Distortions such as this have led prominent monetary policymakers to dub the move into negative interest rates a "gigantic fiscal policy failure".
Eight years on the from the financial crisis, central banks have done all the heavy lifting to get the world out of its low growth morass. Monetary policymakers have cut interest rates 637 times and purchased $12.3 trillion (£8.5  trillion) of assets since March 2008.
Mario Draghi, president of the European Central Bank, bemoans that his institution has provided the sole source of stimulus to the eurozone over the last six years. He renewed his calls for governments to finance mass public investment schemes and cut tax burdens to reflate their economies this week.
So although negative interest rates may herald new danger for financial markets, they could well be the catalyst jolting politicians and governments into finally making use of powerful fiscal policy tools to rescue the world from the grips of another slump.
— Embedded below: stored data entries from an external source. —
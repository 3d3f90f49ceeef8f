use std::{
    collections::HashMap,
    path::PathBuf,
    sync::mpsc,
};

use serde::{
    Deserialize,
    Serialize,
};
use uuid::Uuid;

use crate::{
    core::{
        ManabiError,
        StudyTable,
        TableType,
    },
    persistence,
};

pub const STORE_FILE: &str = "study_tables.json";

#[derive(Debug, Clone, PartialEq, Eq)]
pub enum StoreEvent {
    TableCreated(Uuid),
    TableUpdated(Uuid),
    TableDeleted(Uuid),
}

#[derive(Debug, Clone, Default, Serialize, Deserialize)]
struct StoreData {
    tables: Vec<StudyTable>,
}

/// Table/item persistence gateway. Tables own their items, so deleting
/// a table cascades structurally. Mutations mark the store dirty;
/// `save_if_dirty` flushes to a JSON file under the app data dir.
pub struct TableStore {
    tables: HashMap<Uuid, StudyTable>,
    file_path: PathBuf,
    dirty: bool,
    subscribers: Vec<mpsc::Sender<StoreEvent>>,
}

impl TableStore {
    pub fn load() -> Result<Self, ManabiError> {
        Self::load_from(persistence::get_data_file_path(STORE_FILE))
    }

    pub fn load_from(file_path: PathBuf) -> Result<Self, ManabiError> {
        let data: StoreData = persistence::load_json_at(&file_path)?;
        let tables = data.tables.into_iter().map(|t| (t.id, t)).collect();

        Ok(Self { tables, file_path, dirty: false, subscribers: Vec::new() })
    }

    pub fn in_memory() -> Self {
        Self {
            tables: HashMap::new(),
            file_path: PathBuf::new(),
            dirty: false,
            subscribers: Vec::new(),
        }
    }

    pub fn subscribe(&mut self) -> mpsc::Receiver<StoreEvent> {
        let (sender, receiver) = mpsc::channel();
        self.subscribers.push(sender);
        receiver
    }

    fn emit(&mut self, event: StoreEvent) {
        self.subscribers.retain(|sender| sender.send(event.clone()).is_ok());
    }

    pub fn create_table(&mut self, title: &str, table_type: TableType) -> Result<Uuid, ManabiError> {
        if title.trim().is_empty() {
            return Err(ManabiError::EmptyField("title"));
        }

        let table = StudyTable::new(title.trim(), table_type);
        let id = table.id;
        self.tables.insert(id, table);
        self.dirty = true;
        self.emit(StoreEvent::TableCreated(id));
        Ok(id)
    }

    /// Deletes the table and, with it, every item it owns.
    pub fn delete_table(&mut self, table_id: Uuid) -> Result<(), ManabiError> {
        if self.tables.remove(&table_id).is_none() {
            return Err(ManabiError::TableNotFound(table_id));
        }
        self.dirty = true;
        self.emit(StoreEvent::TableDeleted(table_id));
        Ok(())
    }

    pub fn add_item(
        &mut self,
        table_id: Uuid,
        source: &str,
        target: &str,
    ) -> Result<Uuid, ManabiError> {
        if source.trim().is_empty() {
            return Err(ManabiError::EmptyField("source"));
        }

        let table =
            self.tables.get_mut(&table_id).ok_or(ManabiError::TableNotFound(table_id))?;
        let item_id = table.add_item(source, target);
        self.dirty = true;
        self.emit(StoreEvent::TableUpdated(table_id));
        Ok(item_id)
    }

    pub fn update_item(
        &mut self,
        table_id: Uuid,
        item_id: Uuid,
        source: Option<String>,
        target: Option<String>,
    ) -> Result<(), ManabiError> {
        let table =
            self.tables.get_mut(&table_id).ok_or(ManabiError::TableNotFound(table_id))?;
        if !table.update_item(item_id, source, target) {
            return Err(ManabiError::ItemNotFound(item_id));
        }
        self.dirty = true;
        self.emit(StoreEvent::TableUpdated(table_id));
        Ok(())
    }

    pub fn remove_item(&mut self, table_id: Uuid, item_id: Uuid) -> Result<(), ManabiError> {
        let table =
            self.tables.get_mut(&table_id).ok_or(ManabiError::TableNotFound(table_id))?;
        if !table.remove_item(item_id) {
            return Err(ManabiError::ItemNotFound(item_id));
        }
        self.dirty = true;
        self.emit(StoreEvent::TableUpdated(table_id));
        Ok(())
    }

    pub fn table(&self, table_id: Uuid) -> Option<&StudyTable> {
        self.tables.get(&table_id)
    }

    pub fn table_count(&self) -> usize {
        self.tables.len()
    }

    /// All tables, most recently updated first.
    pub fn tables_by_recency(&self) -> Vec<&StudyTable> {
        let mut tables: Vec<&StudyTable> = self.tables.values().collect();
        tables.sort_by(|a, b| b.updated_at.cmp(&a.updated_at));
        tables
    }

    pub fn is_dirty(&self) -> bool {
        self.dirty
    }

    /// Saves only when something changed. Failures are returned to the
    /// caller so the operation can be retried, never dropped silently.
    pub fn save_if_dirty(&mut self) -> Result<(), ManabiError> {
        if !self.dirty {
            return Ok(());
        }
        if self.file_path.as_os_str().is_empty() {
            self.dirty = false;
            return Ok(());
        }

        let data = StoreData { tables: self.tables.values().cloned().collect() };
        persistence::save_json_at(&data, &self.file_path)?;
        self.dirty = false;
        Ok(())
    }
}

#[cfg(test)]
mod tests {
    use super::*;

    fn temp_store_path() -> PathBuf {
        std::env::temp_dir()
            .join(format!("manabi-store-{}", Uuid::new_v4()))
            .join(STORE_FILE)
    }

    #[test]
    fn create_and_fetch_table() {
        let mut store = TableStore::in_memory();
        let id = store.create_table("Basics", TableType::Vocabulary).unwrap();

        let table = store.table(id).unwrap();
        assert_eq!(table.title, "Basics");
        assert_eq!(table.table_type, TableType::Vocabulary);
        assert!(store.is_dirty());
    }

    #[test]
    fn empty_title_is_rejected_before_persistence() {
        let mut store = TableStore::in_memory();
        assert!(matches!(
            store.create_table("   ", TableType::Grammar),
            Err(ManabiError::EmptyField("title"))
        ));
        assert!(!store.is_dirty());
    }

    #[test]
    fn empty_item_source_is_rejected() {
        let mut store = TableStore::in_memory();
        let id = store.create_table("Basics", TableType::Vocabulary).unwrap();
        assert!(matches!(
            store.add_item(id, "  ", "你好"),
            Err(ManabiError::EmptyField("source"))
        ));
        assert_eq!(store.table(id).unwrap().item_count(), 0);
    }

    #[test]
    fn delete_table_cascades_to_items() {
        let mut store = TableStore::in_memory();
        let id = store.create_table("Basics", TableType::Vocabulary).unwrap();
        store.add_item(id, "こんにちは", "你好").unwrap();
        store.add_item(id, "ありがとう", "謝謝").unwrap();

        store.delete_table(id).unwrap();
        assert!(store.table(id).is_none());
        assert_eq!(store.table_count(), 0);
    }

    #[test]
    fn tables_sorted_by_recency() {
        let mut store = TableStore::in_memory();
        let first = store.create_table("First", TableType::Vocabulary).unwrap();
        std::thread::sleep(std::time::Duration::from_millis(5));
        let second = store.create_table("Second", TableType::Grammar).unwrap();

        let ordered: Vec<Uuid> = store.tables_by_recency().iter().map(|t| t.id).collect();
        assert_eq!(ordered, vec![second, first]);

        // Adding an item bumps the older table to the front.
        std::thread::sleep(std::time::Duration::from_millis(5));
        store.add_item(first, "一", "1").unwrap();
        let ordered: Vec<Uuid> = store.tables_by_recency().iter().map(|t| t.id).collect();
        assert_eq!(ordered, vec![first, second]);
    }

    #[test]
    fn save_and_reload_round_trip() {
        let path = temp_store_path();
        let mut store = TableStore::load_from(path.clone()).unwrap();
        let id = store.create_table("Basics", TableType::Vocabulary).unwrap();
        store.add_item(id, "こんにちは", "你好").unwrap();
        store.save_if_dirty().unwrap();
        assert!(!store.is_dirty());

        let reloaded = TableStore::load_from(path.clone()).unwrap();
        let table = reloaded.table(id).unwrap();
        assert_eq!(table.item_count(), 1);
        assert_eq!(table.items()[0].source, "こんにちは");

        let _ = std::fs::remove_dir_all(path.parent().unwrap());
    }

    #[test]
    fn save_if_dirty_is_noop_when_clean() {
        let mut store = TableStore::in_memory();
        assert!(store.save_if_dirty().is_ok());
    }

    #[test]
    fn change_events_reach_subscribers() {
        let mut store = TableStore::in_memory();
        let receiver = store.subscribe();

        let id = store.create_table("Basics", TableType::Vocabulary).unwrap();
        let item = store.add_item(id, "一", "1").unwrap();
        store.remove_item(id, item).unwrap();
        store.delete_table(id).unwrap();

        let events: Vec<_> = receiver.try_iter().collect();
        assert_eq!(
            events,
            vec![
                StoreEvent::TableCreated(id),
                StoreEvent::TableUpdated(id),
                StoreEvent::TableUpdated(id),
                StoreEvent::TableDeleted(id),
            ]
        );
    }

    #[test]
    fn missing_table_and_item_errors() {
        let mut store = TableStore::in_memory();
        let bogus = Uuid::new_v4();
        assert!(matches!(store.delete_table(bogus), Err(ManabiError::TableNotFound(_))));
        assert!(matches!(
            store.add_item(bogus, "一", "1"),
            Err(ManabiError::TableNotFound(_))
        ));

        let id = store.create_table("Basics", TableType::Vocabulary).unwrap();
        assert!(matches!(
            store.remove_item(id, bogus),
            Err(ManabiError::ItemNotFound(_))
        ));
    }
}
As much as the stock market is a rigged game we're rapidly coming to the point that it will be important to have most of your savings in real & productive assets. If you need capital equipment and can pay cash for it now might be the time.


  1. What do I know, I'm just an average Joe with no special training in economics. However I did manage to bootstrap 3 companies, the 1st a failure, the other two a good success which yielded a return when I sold them as going concerns with much good will.

    So, while I can agree their is a problem I cannot say what is the answer. (you know business owners are always concerned with solving problems) Instead, allow me to ask some questions.

    Does credit create wealth?
    What is an allowable amount of debt?
    By what means is this established?
    Is it sustainable?
    Across all markets?

    My answer has always been that credit does NOT create wealth. To say that debt can be leveraged is a foolish endeavor. that debt should be allowed only to short term (seasonal) funding then to be extinguished in term. Debt is NEVER carried across the sheet.

    So maybe I don't know jack. But it looks that, in spite of all the experts, the world is now faced with a serious due date which cannot be met. Everything forward of this date (actually, go back to the 1980s) is only a shell game designed to pass the buck. And I, as an individual, have increasingly developed a profound hatred of those folks who dare to elevate themselves to 'expert' status. Fortunately for me I have been paying strictly cash for goods and services beginning 20 years ago. Unfortunately, cash does not accrue wealth in this market. However, my definition of wealth has changed to become a bartering interest. Hence, I suppose the rise of Bitcoin and the like. Can I say Effing banksters?

    1. Can't disagree with anything there. Debt is the Sword of Damocles, even when it isn't a current financial strain it's always a mental one if you have the imagination God gave a turnip.

  2. Correction: RE: 2nd to last sentence.

    add a comma after, 'I suppose...'. It does change the inference therefore is necessary. Thank you.